I made a business decision, and there it sits—waiting and watching… ready to grab hold of my brain once more.  But the next time I pick it up, probably in the spring of 2015, I’ll be able to wrestle those demons and make them do what I want instead of the other way around. And if I can force them to do my bidding, I think it’ll turn out to be a damn good 100k-word novel.

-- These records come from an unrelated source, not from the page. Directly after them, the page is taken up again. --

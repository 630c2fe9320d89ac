//! Animal listing domain model.
//!
//! A [`Listing`] is one adoptable animal as surfaced in the catalog. Listings
//! are immutable once fetched for a screen session; the only lifecycle they
//! have is their [`AdoptionStatus`], which the storage collaborator advances.

use crate::domain::error::ValidationError;
use serde::{Deserialize, Serialize};
use std::fmt;
use std::str::FromStr;

/// Number of months in one year.
const MONTHS_PER_YEAR: u32 = 12;

/// Species bucket used by the category filter.
#[derive(Debug, Clone, Copy, PartialEq, Eq, Hash, Serialize, Deserialize)]
#[serde(rename_all = "lowercase")]
pub enum Category {
    Dog,
    Cat,
    Other,
}

impl Category {
    /// Every category, in the order the category bar shows them.
    pub const ALL: [Self; 3] = [Self::Dog, Self::Cat, Self::Other];

    #[must_use]
    pub const fn as_str(self) -> &'static str {
        match self {
            Self::Dog => "dog",
            Self::Cat => "cat",
            Self::Other => "other",
        }
    }

    /// Plural label for category chips.
    #[must_use]
    pub const fn label(self) -> &'static str {
        match self {
            Self::Dog => "Dogs",
            Self::Cat => "Cats",
            Self::Other => "Others",
        }
    }
}

impl fmt::Display for Category {
    fn fmt(&self, f: &mut fmt::Formatter<'_>) -> fmt::Result {
        f.write_str(self.as_str())
    }
}

impl FromStr for Category {
    type Err = ValidationError;

    fn from_str(s: &str) -> Result<Self, Self::Err> {
        match s.trim().to_lowercase().as_str() {
            "dog" => Ok(Self::Dog),
            "cat" => Ok(Self::Cat),
            "other" => Ok(Self::Other),
            _ => Err(ValidationError::UnknownCategory(s.to_string())),
        }
    }
}

/// Where a listing is in the adoption workflow.
///
/// The only legal moves are `Available → Pending` (someone requested the
/// adoption) and `Pending → Adopted` (the shelter completed it).
#[derive(Debug, Clone, Copy, PartialEq, Eq, Hash, Serialize, Deserialize)]
#[serde(rename_all = "lowercase")]
pub enum AdoptionStatus {
    Available,
    Pending,
    Adopted,
}

impl AdoptionStatus {
    /// Returns `true` if moving from `self` to `next` is a legal transition.
    ///
    /// # Examples
    ///
    /// ```
    /// use shelter::domain::AdoptionStatus;
    ///
    /// assert!(AdoptionStatus::Available.can_transition_to(AdoptionStatus::Pending));
    /// assert!(!AdoptionStatus::Adopted.can_transition_to(AdoptionStatus::Available));
    /// ```
    #[must_use]
    pub const fn can_transition_to(self, next: Self) -> bool {
        matches!(
            (self, next),
            (Self::Available, Self::Pending) | (Self::Pending, Self::Adopted)
        )
    }

    #[must_use]
    pub const fn label(self) -> &'static str {
        match self {
            Self::Available => "Available",
            Self::Pending => "In progress",
            Self::Adopted => "Adopted",
        }
    }
}

impl fmt::Display for AdoptionStatus {
    fn fmt(&self, f: &mut fmt::Formatter<'_>) -> fmt::Result {
        let s = match self {
            Self::Available => "available",
            Self::Pending => "pending",
            Self::Adopted => "adopted",
        };
        f.write_str(s)
    }
}

/// An adoptable animal.
///
/// # Fields
///
/// - `id`: Unique identifier assigned by storage
/// - `category`: Species bucket used by the category filter
/// - `name`, `description`: Free text searched by the query filter
/// - `status`: Adoption workflow position
/// - `age_months`: Age in whole months
/// - `images`: Photo URLs, first one is the card cover
/// - `created_by`: User id of whoever registered the animal
/// - `created_at`: Unix timestamp of registration
#[derive(Debug, Clone, PartialEq, Eq, Serialize, Deserialize)]
pub struct Listing {
    pub id: String,
    pub category: Category,
    pub name: String,
    pub description: String,
    pub status: AdoptionStatus,
    #[serde(default)]
    pub age_months: u32,
    #[serde(default)]
    pub images: Vec<String>,
    #[serde(default)]
    pub created_by: String,
    #[serde(default)]
    pub created_at: i64,
}

impl Listing {
    /// Creates an available listing with no photos, created now.
    ///
    /// # Examples
    ///
    /// ```
    /// use shelter::domain::{AdoptionStatus, Category, Listing};
    ///
    /// let max = Listing::new("1", Category::Dog, "Max", "A playful dog");
    /// assert_eq!(max.status, AdoptionStatus::Available);
    /// assert!(max.images.is_empty());
    /// ```
    #[must_use]
    pub fn new(
        id: impl Into<String>,
        category: Category,
        name: impl Into<String>,
        description: impl Into<String>,
    ) -> Self {
        Self {
            id: id.into(),
            category,
            name: name.into(),
            description: description.into(),
            status: AdoptionStatus::Available,
            age_months: 0,
            images: Vec::new(),
            created_by: String::new(),
            created_at: chrono::Utc::now().timestamp(),
        }
    }

    #[must_use]
    pub fn is_available(&self) -> bool {
        self.status == AdoptionStatus::Available
    }

    /// Returns a human-readable age.
    ///
    /// - Under a year: "N month(s)"
    /// - Whole years: "N year(s)"
    /// - Otherwise: "N year(s) and M month(s)"
    ///
    /// # Examples
    ///
    /// ```
    /// use shelter::domain::{Category, Listing};
    ///
    /// let mut luna = Listing::new("2", Category::Cat, "Luna", "");
    /// luna.age_months = 1;
    /// assert_eq!(luna.age_label(), "1 month");
    /// luna.age_months = 24;
    /// assert_eq!(luna.age_label(), "2 years");
    /// luna.age_months = 18;
    /// assert_eq!(luna.age_label(), "1 year and 6 months");
    /// ```
    #[must_use]
    pub fn age_label(&self) -> String {
        let months = self.age_months;
        if months < MONTHS_PER_YEAR {
            return plural(months, "month", "months");
        }

        let years = months / MONTHS_PER_YEAR;
        let rest = months % MONTHS_PER_YEAR;
        if rest == 0 {
            plural(years, "year", "years")
        } else {
            format!(
                "{} and {}",
                plural(years, "year", "years"),
                plural(rest, "month", "months")
            )
        }
    }
}

fn plural(n: u32, one: &str, many: &str) -> String {
    if n == 1 {
        format!("{n} {one}")
    } else {
        format!("{n} {many}")
    }
}

#[cfg(test)]
mod tests {
    use super::*;

    #[test]
    fn category_parses_case_insensitively() {
        assert_eq!("DOG".parse::<Category>().unwrap(), Category::Dog);
        assert_eq!(" cat ".parse::<Category>().unwrap(), Category::Cat);
        assert_eq!(
            "bird".parse::<Category>(),
            Err(ValidationError::UnknownCategory("bird".to_string()))
        );
    }

    #[test]
    fn only_forward_transitions_are_legal() {
        use AdoptionStatus::*;
        assert!(Available.can_transition_to(Pending));
        assert!(Pending.can_transition_to(Adopted));
        assert!(!Available.can_transition_to(Adopted));
        assert!(!Pending.can_transition_to(Available));
        assert!(!Adopted.can_transition_to(Pending));
        assert!(!Available.can_transition_to(Available));
    }

    #[test]
    fn age_label_under_a_year() {
        let mut l = Listing::new("1", Category::Dog, "Max", "");
        l.age_months = 0;
        assert_eq!(l.age_label(), "0 months");
        l.age_months = 11;
        assert_eq!(l.age_label(), "11 months");
    }

    #[test]
    fn age_label_years_and_months() {
        let mut l = Listing::new("1", Category::Dog, "Max", "");
        l.age_months = 12;
        assert_eq!(l.age_label(), "1 year");
        l.age_months = 25;
        assert_eq!(l.age_label(), "2 years and 1 month");
    }

    #[test]
    fn status_serializes_lowercase() {
        let json = serde_json::to_string(&AdoptionStatus::Pending).unwrap();
        assert_eq!(json, "\"pending\"");
    }
}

The moral is, be careful what you write, and make sure you are writing towards a goal. And if you decide to change that goal along the way, be certain the course correction is in your best interests.

 

Q

About Quincy J. Allen

Quincy J. Allen, a cross-genre author, has published a litany of short stories in multiple anthologies, magazines, eZines, and one omnibus since he started his writing career in 2009. His first short story collection Out Through the Attic, came out in 2014 from 7DS Books, and he made his first short story pro-sale in 2014 with “Jimmy Krinklepot and the White Rebels of Hayberry,” included in WordFire’s A Fantastic Holiday Season: The Gift of Stories. Chemical Burn, his first novel, was a finalist in RMFW’s Colorado Gold Contest in 2011, and his latest novel Blood Curse, Book 2 in The Blood War Chronicles, is now available in Print and Digital editions on Amazon and digital formats on Kobo, Barnes & Noble, iBooks, and Smashwords. He is currently working on his first media tie-in novel for the Aradio brothers’ Colt the Outlander IP, and expects that book to release in early-to-mid 2017. He also has a short story appearing in an upcoming Monster Hunters, Inc. anthology from Larry Correia and Baen due out in 2017. He is the publisher and editor of Penny Dread Tales, a short story collection in its fifth volume that has become a labor of love. He also runs RuneWright, LLC, a small marketing and book design business out of his home in Colorado, and hopes to one day live in a place where it never, ever, ever snows.

One response on “Falling in Love With Evil

  1. frank

    Great post, Quincy. You’re right – we have to be careful playing with demons once we let them out of the box. It’s fun to explore alternate ideas while free-writing chapters, but it is very easy to lose our way, and thus lose our story. I hope you get back to finishing that one eventually.